++++ INPUT MATERIAL

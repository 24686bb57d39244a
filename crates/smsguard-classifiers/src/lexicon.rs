//! Weighted keyword lexicon
//!
//! Two disjoint, ordered term lists matched as case-insensitive substrings of
//! the whole message. Matching is not tokenized, so `"no"` also hits inside
//! `"know"` and `"now"`. Each term is reported at most once per message, in
//! declaration order.

use aho_corasick::AhoCorasick;
use smsguard_core::{Error, Result};
use std::collections::HashSet;

/// Spam-indicative terms, in declaration order
pub const SPAM_TERMS: &[&str] = &[
    "free",
    "win",
    "winner",
    "cash",
    "prize",
    "urgent",
    "claim",
    "congratulations",
    "offer",
    "limited",
    "act now",
    "call now",
    "click here",
    "discount",
    "guarantee",
    "bonus",
    "reward",
    "money",
    "credit",
    "loan",
    "debt",
    "viagra",
    "pharmacy",
    "weight loss",
    "earn",
    "income",
    "million",
    "thousand",
    "100%",
    "account",
    "blocked",
    "suspended",
    "verify",
    "confirm",
    "password",
    "bank",
    "paypal",
    "text stop",
    "unsubscribe",
    "txt",
    "reply",
    "send",
    "mobile",
    "ringtone",
];

/// Ham-indicative terms, in declaration order
pub const HAM_TERMS: &[&str] = &[
    "meeting",
    "tomorrow",
    "today",
    "lunch",
    "dinner",
    "home",
    "work",
    "thanks",
    "thank you",
    "please",
    "how are",
    "love",
    "miss",
    "family",
    "friend",
    "mom",
    "dad",
    "okay",
    "sure",
    "yes",
    "no",
    "maybe",
];

/// Terms from each list found in one message
#[derive(Debug, Clone, Default, PartialEq, Eq)]
pub struct LexiconMatches<'a> {
    pub spam: Vec<&'a str>,
    pub ham: Vec<&'a str>,
}

/// Compiled spam and ham term sets.
///
/// Built once and shared read-only between classifier instances.
#[derive(Debug, Clone)]
pub struct Lexicon {
    spam_terms: Vec<String>,
    ham_terms: Vec<String>,
    spam: AhoCorasick,
    ham: AhoCorasick,
}

impl Lexicon {
    /// The built-in lexicon
    pub fn builtin() -> Result<Self> {
        Self::new(
            SPAM_TERMS.iter().map(|t| t.to_string()).collect(),
            HAM_TERMS.iter().map(|t| t.to_string()).collect(),
        )
    }

    /// Compile a lexicon from custom term lists.
    ///
    /// Terms are lowercased; the lists must be non-empty strings, free of
    /// duplicates and disjoint from each other.
    pub fn new(spam_terms: Vec<String>, ham_terms: Vec<String>) -> Result<Self> {
        let spam_terms: Vec<String> = spam_terms.iter().map(|t| t.to_lowercase()).collect();
        let ham_terms: Vec<String> = ham_terms.iter().map(|t| t.to_lowercase()).collect();
        validate_terms(&spam_terms, &ham_terms)?;

        let spam = AhoCorasick::new(&spam_terms).map_err(|e| {
            Error::classifier(format!("Failed to build spam term matcher: {e}"))
        })?;
        let ham = AhoCorasick::new(&ham_terms).map_err(|e| {
            Error::classifier(format!("Failed to build ham term matcher: {e}"))
        })?;

        Ok(Self {
            spam_terms,
            ham_terms,
            spam,
            ham,
        })
    }

    /// Find every term contained in `text`, ignoring case
    pub fn lookup(&self, text: &str) -> LexiconMatches<'_> {
        self.lookup_lowercase(&text.to_lowercase())
    }

    /// Same as [`Lexicon::lookup`] for text that is already lowercased
    pub fn lookup_lowercase(&self, lowered: &str) -> LexiconMatches<'_> {
        LexiconMatches {
            spam: matched_terms(&self.spam, &self.spam_terms, lowered),
            ham: matched_terms(&self.ham, &self.ham_terms, lowered),
        }
    }

    pub fn spam_terms(&self) -> &[String] {
        &self.spam_terms
    }

    pub fn ham_terms(&self) -> &[String] {
        &self.ham_terms
    }
}

fn matched_terms<'a>(matcher: &AhoCorasick, terms: &'a [String], haystack: &str) -> Vec<&'a str> {
    let mut hit = vec![false; terms.len()];
    // Overlapping search so that "win" and "winner" both register.
    for m in matcher.find_overlapping_iter(haystack) {
        hit[m.pattern().as_usize()] = true;
    }

    terms
        .iter()
        .zip(hit)
        .filter_map(|(term, hit)| hit.then_some(term.as_str()))
        .collect()
}

/// Check that two term lists form a usable lexicon
pub fn validate_terms(spam_terms: &[String], ham_terms: &[String]) -> Result<()> {
    let spam = unique_terms("spam", spam_terms)?;
    let ham = unique_terms("ham", ham_terms)?;

    let mut shared: Vec<&str> = spam.intersection(&ham).copied().collect();
    if !shared.is_empty() {
        shared.sort_unstable();
        return Err(Error::config(format!(
            "terms listed as both spam and ham: {}",
            shared.join(", ")
        )));
    }

    Ok(())
}

fn unique_terms<'a>(kind: &str, terms: &'a [String]) -> Result<HashSet<&'a str>> {
    let mut seen = HashSet::with_capacity(terms.len());
    for term in terms {
        if term.trim().is_empty() {
            return Err(Error::config(format!("empty {kind} term")));
        }
        if !seen.insert(term.as_str()) {
            return Err(Error::config(format!("duplicate {kind} term '{term}'")));
        }
    }
    Ok(seen)
}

++++++++

#### YOUR TASK
Transcribe the data exactly.

#### RESPONSE TO THE TASK
repository 24686bb57d39244a
filename crates/smsguard-classifiers/src/lexicon.rs
//! Weighted keyword lexicon
//!
//! Two disjoint, ordered term lists matched as case-insensitive substrings of
//! the whole message. Matching is not tokenized, so `"no"` also hits inside
//! `"know"` and `"now"`. Each term is reported at most once per message, in
//! declaration order.

use aho_corasick::AhoCorasick;
use smsguard_core::{Error, Result};
use std::collections::HashSet;

/// Spam-indicative terms, in declaration order
pub const SPAM_TERMS: &[&str] = &[
    "free",
    "win",
    "winner",
    "cash",
    "prize",
    "urgent",
    "claim",
    "congratulations",
    "offer",
    "limited",
    "act now",
    "call now",
    "click here",
    "discount",
    "guarantee",
    "bonus",
    "reward",
    "money",
    "credit",
    "loan",
    "debt",
    "viagra",
    "pharmacy",
    "weight loss",
    "earn",
    "income",
    "million",
    "thousand",
    "100%",
    "account",
    "blocked",
    "suspended",
    "verify",
    "confirm",
    "password",
    "bank",
    "paypal",
    "text stop",
    "unsubscribe",
    "txt",
    "reply",
    "send",
    "mobile",
    "ringtone",
];

/// Ham-indicative terms, in declaration order
pub const HAM_TERMS: &[&str] = &[
    "meeting",
    "tomorrow",
    "today",
    "lunch",
    "dinner",
    "home",
    "work",
    "thanks",
    "thank you",
    "please",
    "how are",
    "love",
    "miss",
    "family",
    "friend",
    "mom",
    "dad",
    "okay",
    "sure",
    "yes",
    "no",
    "maybe",
];

/// Terms from each list found in one message
#[derive(Debug, Clone, Default, PartialEq, Eq)]
pub struct LexiconMatches<'a> {
    pub spam: Vec<&'a str>,
    pub ham: Vec<&'a str>,
}

/// Compiled spam and ham term sets.
///
/// Built once and shared read-only between classifier instances.
#[derive(Debug, Clone)]
pub struct Lexicon {
    spam_terms: Vec<String>,
    ham_terms: Vec<String>,
    spam: AhoCorasick,
    ham: AhoCorasick,
}

impl Lexicon {
    /// The built-in lexicon
    pub fn builtin() -> Result<Self> {
        Self::new(
            SPAM_TERMS.iter().map(|t| t.to_string()).collect(),
            HAM_TERMS.iter().map(|t| t.to_string()).collect(),
        )
    }

    /// Compile a lexicon from custom term lists.
    ///
    /// Terms are lowercased; the lists must be non-empty strings, free of
    /// duplicates and disjoint from each other.
    pub fn new(spam_terms: Vec<String>, ham_terms: Vec<String>) -> Result<Self> {
        let spam_terms: Vec<String> = spam_terms.iter().map(|t| t.to_lowercase()).collect();
        let ham_terms: Vec<String> = ham_terms.iter().map(|t| t.to_lowercase()).collect();
        validate_terms(&spam_terms, &ham_terms)?;

        let spam = AhoCorasick::new(&spam_terms).map_err(|e| {
            Error::classifier(format!("Failed to build spam term matcher: {e}"))
        })?;
        let ham = AhoCorasick::new(&ham_terms).map_err(|e| {
            Error::classifier(format!("Failed to build ham term matcher: {e}"))
        })?;

        Ok(Self {
            spam_terms,
            ham_terms,
            spam,
            ham,
        })
    }

    /// Find every term contained in `text`, ignoring case
    pub fn lookup(&self, text: &str) -> LexiconMatches<'_> {
        self.lookup_lowercase(&text.to_lowercase())
    }

    /// Same as [`Lexicon::lookup`] for text that is already lowercased
    pub fn lookup_lowercase(&self, lowered: &str) -> LexiconMatches<'_> {
        LexiconMatches {
            spam: matched_terms(&self.spam, &self.spam_terms, lowered),
            ham: matched_terms(&self.ham, &self.ham_terms, lowered),
        }
    }

    pub fn spam_terms(&self) -> &[String] {
        &self.spam_terms
    }

    pub fn ham_terms(&self) -> &[String] {
        &self.ham_terms
    }
}

fn matched_terms<'a>(matcher: &AhoCorasick, terms: &'a [String], haystack: &str) -> Vec<&'a str> {
    let mut hit = vec![false; terms.len()];
    // Overlapping search so that "win" and "winner" both register.
    for m in matcher.find_overlapping_iter(haystack) {
        hit[m.pattern().as_usize()] = true;
    }

    terms
        .iter()
        .zip(hit)
        .filter_map(|(term, hit)| hit.then_some(term.as_str()))
        .collect()
}

/// Check that two term lists form a usable lexicon
pub fn validate_terms(spam_terms: &[String], ham_terms: &[String]) -> Result<()> {
    let spam = unique_terms("spam", spam_terms)?;
    let ham = unique_terms("ham", ham_terms)?;

    let mut shared: Vec<&str> = spam.intersection(&ham).copied().collect();
    if !shared.is_empty() {
        shared.sort_unstable();
        return Err(Error::config(format!(
            "terms listed as both spam and ham: {}",
            shared.join(", ")
        )));
    }

    Ok(())
}

fn unique_terms<'a>(kind: &str, terms: &'a [String]) -> Result<HashSet<&'a str>> {
    let mut seen = HashSet::with_capacity(terms.len());
    for term in terms {
        if term.trim().is_empty() {
            return Err(Error::config(format!("empty {kind} term")));
        }
        if !seen.insert(term.as_str()) {
            return Err(Error::config(format!("duplicate {kind} term '{term}'")));
        }
    }
    Ok(seen)
}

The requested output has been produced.